In the following material, identify every line holding the string "watch" and return it.

*** Opening of Given data ***

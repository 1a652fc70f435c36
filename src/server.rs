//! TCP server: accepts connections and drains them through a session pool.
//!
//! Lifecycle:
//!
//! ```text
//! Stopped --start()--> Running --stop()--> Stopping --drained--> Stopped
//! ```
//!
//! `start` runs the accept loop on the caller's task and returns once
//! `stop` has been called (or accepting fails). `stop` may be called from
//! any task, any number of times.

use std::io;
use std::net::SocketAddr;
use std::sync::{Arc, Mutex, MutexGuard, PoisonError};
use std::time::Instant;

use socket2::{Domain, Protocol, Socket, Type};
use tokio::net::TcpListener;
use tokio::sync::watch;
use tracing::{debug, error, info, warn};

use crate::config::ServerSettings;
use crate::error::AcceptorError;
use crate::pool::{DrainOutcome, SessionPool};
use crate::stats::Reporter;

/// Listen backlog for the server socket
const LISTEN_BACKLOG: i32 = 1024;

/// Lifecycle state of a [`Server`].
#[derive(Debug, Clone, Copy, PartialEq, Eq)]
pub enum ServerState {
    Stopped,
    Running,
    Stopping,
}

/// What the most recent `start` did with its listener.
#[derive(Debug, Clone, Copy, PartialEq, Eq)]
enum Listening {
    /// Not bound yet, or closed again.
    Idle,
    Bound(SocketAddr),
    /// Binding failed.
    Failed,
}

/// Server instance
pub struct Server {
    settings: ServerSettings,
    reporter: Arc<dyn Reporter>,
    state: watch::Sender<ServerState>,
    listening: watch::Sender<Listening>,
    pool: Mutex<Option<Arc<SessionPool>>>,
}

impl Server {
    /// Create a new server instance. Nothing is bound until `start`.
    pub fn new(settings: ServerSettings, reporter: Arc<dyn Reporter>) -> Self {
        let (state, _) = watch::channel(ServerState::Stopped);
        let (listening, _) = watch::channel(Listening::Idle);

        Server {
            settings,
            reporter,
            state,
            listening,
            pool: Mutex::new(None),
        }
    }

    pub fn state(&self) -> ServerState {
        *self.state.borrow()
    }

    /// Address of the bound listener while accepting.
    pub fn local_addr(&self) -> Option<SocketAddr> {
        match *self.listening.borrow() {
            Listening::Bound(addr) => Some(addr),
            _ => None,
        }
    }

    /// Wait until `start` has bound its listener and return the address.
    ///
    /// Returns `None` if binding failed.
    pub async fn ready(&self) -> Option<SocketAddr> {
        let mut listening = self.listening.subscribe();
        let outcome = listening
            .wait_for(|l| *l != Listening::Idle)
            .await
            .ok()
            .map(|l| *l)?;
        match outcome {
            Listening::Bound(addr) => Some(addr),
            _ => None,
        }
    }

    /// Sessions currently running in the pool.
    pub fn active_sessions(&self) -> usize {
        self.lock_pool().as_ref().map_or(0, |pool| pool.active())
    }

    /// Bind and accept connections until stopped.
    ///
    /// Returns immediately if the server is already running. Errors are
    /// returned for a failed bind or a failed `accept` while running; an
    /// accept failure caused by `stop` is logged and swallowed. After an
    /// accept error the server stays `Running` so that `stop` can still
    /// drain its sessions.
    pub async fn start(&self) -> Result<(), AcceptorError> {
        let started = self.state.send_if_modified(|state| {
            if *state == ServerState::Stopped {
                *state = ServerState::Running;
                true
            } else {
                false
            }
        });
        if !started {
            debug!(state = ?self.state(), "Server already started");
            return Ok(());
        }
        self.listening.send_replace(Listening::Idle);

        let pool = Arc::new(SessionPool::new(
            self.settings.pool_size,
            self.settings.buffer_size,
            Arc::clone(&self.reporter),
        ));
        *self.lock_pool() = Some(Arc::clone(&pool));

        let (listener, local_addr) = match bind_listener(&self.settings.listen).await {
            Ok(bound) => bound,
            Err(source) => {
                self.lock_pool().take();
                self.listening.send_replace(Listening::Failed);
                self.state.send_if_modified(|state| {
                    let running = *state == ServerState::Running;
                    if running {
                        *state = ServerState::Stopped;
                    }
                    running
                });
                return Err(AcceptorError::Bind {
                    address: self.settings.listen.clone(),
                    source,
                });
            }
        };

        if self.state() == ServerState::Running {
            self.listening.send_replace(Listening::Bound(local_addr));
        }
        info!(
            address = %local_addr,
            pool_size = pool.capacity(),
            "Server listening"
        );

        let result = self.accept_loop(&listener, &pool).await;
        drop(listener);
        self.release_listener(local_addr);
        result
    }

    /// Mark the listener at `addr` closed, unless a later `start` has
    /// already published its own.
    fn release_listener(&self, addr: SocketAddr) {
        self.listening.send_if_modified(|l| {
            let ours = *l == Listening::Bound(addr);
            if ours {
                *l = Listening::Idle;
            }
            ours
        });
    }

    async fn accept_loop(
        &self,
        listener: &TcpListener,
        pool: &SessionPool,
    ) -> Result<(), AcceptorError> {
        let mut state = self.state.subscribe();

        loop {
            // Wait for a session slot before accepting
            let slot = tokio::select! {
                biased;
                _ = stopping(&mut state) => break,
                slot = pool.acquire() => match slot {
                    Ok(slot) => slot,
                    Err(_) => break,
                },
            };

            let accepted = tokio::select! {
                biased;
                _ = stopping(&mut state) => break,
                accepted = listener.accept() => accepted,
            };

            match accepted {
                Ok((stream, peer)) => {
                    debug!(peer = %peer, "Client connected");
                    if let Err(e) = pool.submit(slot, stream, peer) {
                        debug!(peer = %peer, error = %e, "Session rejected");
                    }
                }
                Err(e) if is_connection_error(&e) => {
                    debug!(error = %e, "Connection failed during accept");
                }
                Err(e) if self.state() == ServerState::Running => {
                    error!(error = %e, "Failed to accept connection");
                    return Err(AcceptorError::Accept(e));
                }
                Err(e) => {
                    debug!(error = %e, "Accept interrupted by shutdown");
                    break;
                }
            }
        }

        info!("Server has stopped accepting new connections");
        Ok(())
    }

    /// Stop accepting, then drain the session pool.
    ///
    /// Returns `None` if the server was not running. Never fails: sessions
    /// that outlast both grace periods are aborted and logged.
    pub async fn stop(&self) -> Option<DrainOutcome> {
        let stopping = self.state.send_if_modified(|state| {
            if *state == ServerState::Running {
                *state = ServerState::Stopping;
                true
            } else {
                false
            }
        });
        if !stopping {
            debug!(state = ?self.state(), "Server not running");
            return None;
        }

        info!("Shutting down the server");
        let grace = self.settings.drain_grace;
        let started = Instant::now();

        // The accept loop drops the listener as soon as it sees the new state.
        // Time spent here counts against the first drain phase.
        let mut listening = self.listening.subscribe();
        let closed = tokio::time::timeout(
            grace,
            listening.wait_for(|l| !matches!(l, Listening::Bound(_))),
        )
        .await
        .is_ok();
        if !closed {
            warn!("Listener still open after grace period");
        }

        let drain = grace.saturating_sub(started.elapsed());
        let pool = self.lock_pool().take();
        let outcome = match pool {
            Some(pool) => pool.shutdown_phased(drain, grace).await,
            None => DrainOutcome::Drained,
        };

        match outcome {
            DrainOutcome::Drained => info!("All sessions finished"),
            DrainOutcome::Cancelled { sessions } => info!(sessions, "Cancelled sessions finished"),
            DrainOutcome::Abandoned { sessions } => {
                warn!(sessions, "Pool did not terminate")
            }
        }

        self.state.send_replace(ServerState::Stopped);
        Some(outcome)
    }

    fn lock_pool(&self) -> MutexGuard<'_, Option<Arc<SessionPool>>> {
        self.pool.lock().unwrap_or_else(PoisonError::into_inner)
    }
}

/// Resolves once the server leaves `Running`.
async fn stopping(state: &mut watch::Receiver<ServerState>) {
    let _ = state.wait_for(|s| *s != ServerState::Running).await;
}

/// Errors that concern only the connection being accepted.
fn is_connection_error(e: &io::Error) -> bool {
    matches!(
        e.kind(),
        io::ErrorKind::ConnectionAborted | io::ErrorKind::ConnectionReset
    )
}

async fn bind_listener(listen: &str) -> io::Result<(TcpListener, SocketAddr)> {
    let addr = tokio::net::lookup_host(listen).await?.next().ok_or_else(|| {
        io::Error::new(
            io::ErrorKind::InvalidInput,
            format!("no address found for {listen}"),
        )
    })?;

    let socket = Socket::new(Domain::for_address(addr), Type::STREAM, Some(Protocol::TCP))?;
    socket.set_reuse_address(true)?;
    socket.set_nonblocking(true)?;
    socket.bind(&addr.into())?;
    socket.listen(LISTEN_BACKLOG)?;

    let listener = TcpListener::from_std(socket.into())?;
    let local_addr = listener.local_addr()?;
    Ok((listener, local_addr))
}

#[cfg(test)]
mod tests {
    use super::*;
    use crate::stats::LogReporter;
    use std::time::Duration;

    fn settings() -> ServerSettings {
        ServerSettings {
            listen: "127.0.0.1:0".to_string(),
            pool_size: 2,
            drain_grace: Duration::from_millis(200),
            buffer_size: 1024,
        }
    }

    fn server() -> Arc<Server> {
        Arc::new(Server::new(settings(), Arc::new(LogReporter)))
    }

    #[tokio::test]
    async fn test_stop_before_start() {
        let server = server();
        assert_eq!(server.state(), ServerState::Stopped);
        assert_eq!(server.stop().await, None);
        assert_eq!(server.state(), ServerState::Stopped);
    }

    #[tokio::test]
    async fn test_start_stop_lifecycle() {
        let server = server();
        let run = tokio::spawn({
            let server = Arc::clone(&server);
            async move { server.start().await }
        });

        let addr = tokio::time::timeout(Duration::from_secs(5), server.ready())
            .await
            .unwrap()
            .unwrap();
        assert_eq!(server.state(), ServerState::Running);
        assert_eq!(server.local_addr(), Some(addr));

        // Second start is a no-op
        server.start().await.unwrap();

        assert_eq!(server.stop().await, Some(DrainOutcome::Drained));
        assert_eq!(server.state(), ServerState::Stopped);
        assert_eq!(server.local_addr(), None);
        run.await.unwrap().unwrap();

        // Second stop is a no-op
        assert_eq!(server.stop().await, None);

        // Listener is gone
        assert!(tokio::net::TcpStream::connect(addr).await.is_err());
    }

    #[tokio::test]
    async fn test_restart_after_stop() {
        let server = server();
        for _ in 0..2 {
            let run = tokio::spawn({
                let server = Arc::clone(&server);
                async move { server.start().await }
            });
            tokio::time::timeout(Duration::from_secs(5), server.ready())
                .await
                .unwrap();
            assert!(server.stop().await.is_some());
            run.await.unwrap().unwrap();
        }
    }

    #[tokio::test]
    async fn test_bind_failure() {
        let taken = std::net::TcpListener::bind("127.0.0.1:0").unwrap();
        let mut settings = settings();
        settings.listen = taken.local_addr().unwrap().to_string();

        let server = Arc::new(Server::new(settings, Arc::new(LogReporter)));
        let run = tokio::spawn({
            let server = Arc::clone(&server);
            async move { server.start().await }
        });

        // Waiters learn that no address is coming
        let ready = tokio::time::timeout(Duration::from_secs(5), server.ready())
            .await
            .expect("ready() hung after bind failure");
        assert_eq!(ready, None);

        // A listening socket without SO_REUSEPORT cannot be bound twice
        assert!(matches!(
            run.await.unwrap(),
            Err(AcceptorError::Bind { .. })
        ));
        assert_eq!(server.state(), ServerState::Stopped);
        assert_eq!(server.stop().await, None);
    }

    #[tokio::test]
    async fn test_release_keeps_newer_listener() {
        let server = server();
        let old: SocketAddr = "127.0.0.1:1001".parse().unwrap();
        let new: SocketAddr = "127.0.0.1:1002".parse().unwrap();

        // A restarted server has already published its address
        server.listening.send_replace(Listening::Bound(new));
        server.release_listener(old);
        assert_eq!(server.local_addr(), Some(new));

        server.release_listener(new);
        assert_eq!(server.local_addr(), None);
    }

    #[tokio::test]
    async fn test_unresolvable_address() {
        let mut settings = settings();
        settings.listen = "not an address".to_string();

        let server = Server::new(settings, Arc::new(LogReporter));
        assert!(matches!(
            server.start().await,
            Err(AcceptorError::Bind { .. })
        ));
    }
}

*** Close of Given data ***
*** Opening of Given data ***

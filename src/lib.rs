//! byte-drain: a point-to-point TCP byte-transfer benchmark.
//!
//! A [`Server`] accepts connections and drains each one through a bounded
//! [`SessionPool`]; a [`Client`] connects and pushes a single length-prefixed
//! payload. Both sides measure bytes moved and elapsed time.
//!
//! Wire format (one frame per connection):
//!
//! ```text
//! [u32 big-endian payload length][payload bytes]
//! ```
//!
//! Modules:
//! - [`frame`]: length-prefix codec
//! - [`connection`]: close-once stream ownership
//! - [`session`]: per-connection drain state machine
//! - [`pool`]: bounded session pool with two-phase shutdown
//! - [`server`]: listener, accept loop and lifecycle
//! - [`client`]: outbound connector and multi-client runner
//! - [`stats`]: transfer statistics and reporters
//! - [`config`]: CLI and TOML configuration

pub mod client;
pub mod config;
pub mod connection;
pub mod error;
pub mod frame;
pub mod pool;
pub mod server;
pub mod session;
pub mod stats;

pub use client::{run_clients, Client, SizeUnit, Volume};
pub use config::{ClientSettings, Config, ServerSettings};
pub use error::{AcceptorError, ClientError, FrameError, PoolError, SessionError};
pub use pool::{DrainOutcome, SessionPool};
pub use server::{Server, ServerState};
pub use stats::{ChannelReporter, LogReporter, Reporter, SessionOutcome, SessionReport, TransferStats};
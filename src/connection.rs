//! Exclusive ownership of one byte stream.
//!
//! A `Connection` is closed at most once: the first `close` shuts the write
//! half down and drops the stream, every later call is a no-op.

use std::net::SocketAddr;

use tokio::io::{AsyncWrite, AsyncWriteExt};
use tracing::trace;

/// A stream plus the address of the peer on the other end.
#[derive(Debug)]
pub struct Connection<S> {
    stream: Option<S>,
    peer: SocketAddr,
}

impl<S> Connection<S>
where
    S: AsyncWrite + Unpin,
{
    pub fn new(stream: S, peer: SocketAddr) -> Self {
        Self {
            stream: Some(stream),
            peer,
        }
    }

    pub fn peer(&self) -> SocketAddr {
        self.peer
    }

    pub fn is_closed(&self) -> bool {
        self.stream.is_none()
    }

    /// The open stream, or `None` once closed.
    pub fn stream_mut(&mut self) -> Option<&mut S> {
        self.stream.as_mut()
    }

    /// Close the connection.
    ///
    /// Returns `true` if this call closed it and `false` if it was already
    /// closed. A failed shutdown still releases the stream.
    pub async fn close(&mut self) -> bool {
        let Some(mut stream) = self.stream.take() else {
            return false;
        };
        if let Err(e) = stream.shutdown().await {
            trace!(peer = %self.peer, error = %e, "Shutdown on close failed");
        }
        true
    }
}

*** Close of Given data ***

**Output for this exercise:**
use tokio::sync::watch;
    state: watch::Sender<ServerState>,
    listening: watch::Sender<Listening>,
        let (state, _) = watch::channel(ServerState::Stopped);
        let (listening, _) = watch::channel(Listening::Idle);
async fn stopping(state: &mut watch::Receiver<ServerState>) {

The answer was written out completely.